Thank you, authors, for your answer. Below are my follow-ups:

Notation clarity

This is standard notation in some of the literature

I checked two of the cited papers, and I acknowledge the fact that this notation comes from these works. Nonetheless, [1,2,3] all come from the same main authors, and thus, I would not call this subset of literature representative. Of course, I leave to the authors the freedom to choose the notation they think is best for their work. Nonetheless, I just wanted to point out that using unconventional notation makes the paper hard to follow for readers.

colours correspond to edges, not nodes

To the best of my knowledge, colors are typically considered to be associated with nodes rather than edges, which are on their side typically referred to as relations. The origin of this comment is rooted in the fact that this may create some confusion for the reader, but I understand that authors are free to choose the nomenclature they find more suitable, and I acknowledge the fact that it is already stated in the paper. Nonetheless, since the amount of notation is relevant, and as already discussed in my review also other notation clashes with the most commonly used in the literature, I would recommend explaining these aspects in greater detail in the final paper.

Extracting explanations

We enumerate all rules of the form given in Theorem 3, then use Proposition 4 to check for soundness

To my understanding, enumerating all rules means to search for any possible subgraph on the input which can be encoded in a manner compatible with rules in Theorem 3, right? Then each candidate rule is tested for soundness, which, to my understanding, means to take this subgraph and feed it back to the GNN that we want to explain.

Is this a correct high-level description of the procedure?

  • If yes, I have two main considerations. First, this procedure is extremely costly. Second, this very much resembles standard post-hoc explainers for GNNs, where they propose candidate subgraphs and score the best subgraph based on how much it emulates the original prediction [GNNExpl, SubgraphX]. Then, I fail to appreciate the novelty of the proposed approach, and I ask the authors to clarify this point.

  • If no, I apologize for my misunderstanding, and I gently ask the authors to provide a more high-level explanation similar to my attempt.

[GNNExpl] GNNExplainer: Generating Explanations for Graph Neural Networks

[SubgraphX] On Explainability of Graph Neural Networks via Subgraph Explorations

评论

Our thanks to the reviewer for their further engagement, particularly with regard to how swift it was. We greatly appreciate the time they are taking and how their feedback is assisting in the improvement of our paper. Please see below for our response:

Nonetheless, [1,2,3] all come from the same main authors, and thus, I would not call this subset of literature representative

Thank you for pointing this out. We concur that our notation does come from a particular subset of the literature, which may not be representative. We are committed to making the paper more readable and are not attached to the use of N\mathcal{N} for GNNs. As such, we are happy to change it to whatever the reviewer would find most intuitive: perhaps simply ff or fGNNf_\text{GNN}?

To the best of my knowledge, colors are typically considered to be associated with nodes rather than edges, which are on their side typically referred to as relations.
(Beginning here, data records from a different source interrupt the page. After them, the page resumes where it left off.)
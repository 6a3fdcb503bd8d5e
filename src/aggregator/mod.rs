//! Live counters and rolling sample history

mod stats_aggregator;

pub use stats_aggregator::{StatsAggregator, StatsSnapshot, Totals, DEFAULT_SAMPLE_CAPACITY};
use thiserror::Error;

/// Errors that can occur while tailing a log file
#[derive(Error, Debug)]
pub enum TailError {
    #[error("Failed to open {path}: {source}")]
    Open {
        path: String,
        source: std::io::Error,
    },

    #[error("IO error: {0}")]
    IoError(#[from] std::io::Error),
}

/// Errors that can occur when delivering alert notifications
#[derive(Error, Debug)]
pub enum AlertError {
    #[error("Webhook returned status {0}")]
    WebhookStatus(u16),

    #[error("HTTP error: {0}")]
    HttpError(#[from] reqwest::Error),
}

/// Errors that can occur during configuration loading
#[derive(Error, Debug)]
pub enum ConfigError {
    #[error("Failed to read config file {path}: {source}")]
    ReadError {
        path: String,
        source: std::io::Error,
    },

    #[error("Invalid rule pattern for '{rule}': {source}")]
    InvalidPattern { rule: String, source: regex::Error },

    #[error("Invalid configuration value: {0}")]
    ValidationError(String),

    #[error("TOML parse error: {0}")]
    TomlError(#[from] toml::de::Error),
}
Our thanks also for this. It is true that in the GNN literature, they are typically referred to as "relation types" rather than colours - the language of edge "colouring" comes from graph theory. This is also something we are very happy to change, in the interest of making the paper more readable and accessible to the machine learning community.

To my understanding, enumerating all rules means to search for any possible subgraph on the input which can be encoded in a manner compatible with rules in Theorem 3, right? Then each candidate rule is tested for soundness, which, to my understanding, means to take this subgraph and feed it back to the GNN that we want to explain.

This is an excellent question and we apologise for the confusion. The reviewer is mistaken about the process: we will try to clarify how it works.

It is true that a candidate rule is checked for soundness by passing a graph through the GNN. However, we do not consider every possible subgraph of the input which can be encoded in a manner compatible with rules in Theorem 3. Instead, we only consider the single dataset (graph) DbaseD_\text{base} defined in Proposition 4. DbaseD_\text{base} can be thought of as an instantiation of the body of the rule. Thus, for each rule we want to check for soundness, we only require checking the GNN output on a single graph.

To clarify further: the number of such rules (and equivalently, the number of such datasets DbaseD_\text{base}) is on the order of 2p2^p, where pp is the number of predicates in the signature (i.e. the number of unique unary types and binary relations in the setting). This is independent of the size of the input graph.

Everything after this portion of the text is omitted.